GIVEN ENTRIES —

↓↓↓

use serde::Deserialize;

use crate::models::Recipe;

pub const BASE_URL: &str = "https://api.spoonacular.com/recipes/";

/// Body of `complexSearch`.
#[derive(Debug, Deserialize)]
pub struct SearchResponse {
    #[serde(default)]
    pub results: Vec<RecipeData>,
}

/// Body of `random`.
#[derive(Debug, Deserialize)]
pub struct RandomResponse {
    #[serde(default)]
    pub recipes: Vec<RecipeData>,
}

#[derive(Debug, Deserialize)]
#[serde(rename_all = "camelCase")]
pub struct RecipeData {
    pub id: i64,
    pub image: Option<String>,
    pub title: Option<String>,
    pub ready_in_minutes: Option<i64>,
}

/// Normalize a wire item. Missing strings become empty, missing or negative
/// ready time becomes 0 (unknown).
#[must_use]
pub fn data_to_recipe(d: RecipeData) -> Recipe {
    Recipe {
        id: d.id,
        image_url: d.image.unwrap_or_default(),
        title: d.title.unwrap_or_default(),
        ready_in_minutes: d.ready_in_minutes.unwrap_or(0).max(0),
        is_favourite: false,
    }
}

↑↑↑

EXERCISE BRIEF — Go through the entries above and restate each one exactly.

WRITTEN REPLY —
use serde::Deserialize;

use crate::models::Recipe;

pub const BASE_URL: &str = "https://api.spoonacular.com/recipes/";

/// Body of `complexSearch`.
#[derive(Debug, Deserialize)]
pub struct SearchResponse {
    #[serde(default)]
    pub results: Vec<RecipeData>,
}

/// Body of `random`.
#[derive(Debug, Deserialize)]
pub struct RandomResponse {
    #[serde(default)]
    pub recipes: Vec<RecipeData>,
}

#[derive(Debug, Deserialize)]
#[serde(rename_all = "camelCase")]
pub struct RecipeData {
    pub id: i64,
    pub image: Option<String>,
    pub title: Option<String>,
    pub ready_in_minutes: Option<i64>,
}

/// Normalize a wire item. Missing strings become empty, missing or negative
/// ready time becomes 0 (unknown).
#[must_use]
pub fn data_to_recipe(d: RecipeData) -> Recipe {
    Recipe {
        id: d.id,
        image_url: d.image.unwrap_or_default(),
        title: d.title.unwrap_or_default(),
        ready_in_minutes: d.ready_in_minutes.unwrap_or(0).max(0),
        is_favourite: false,
    }
}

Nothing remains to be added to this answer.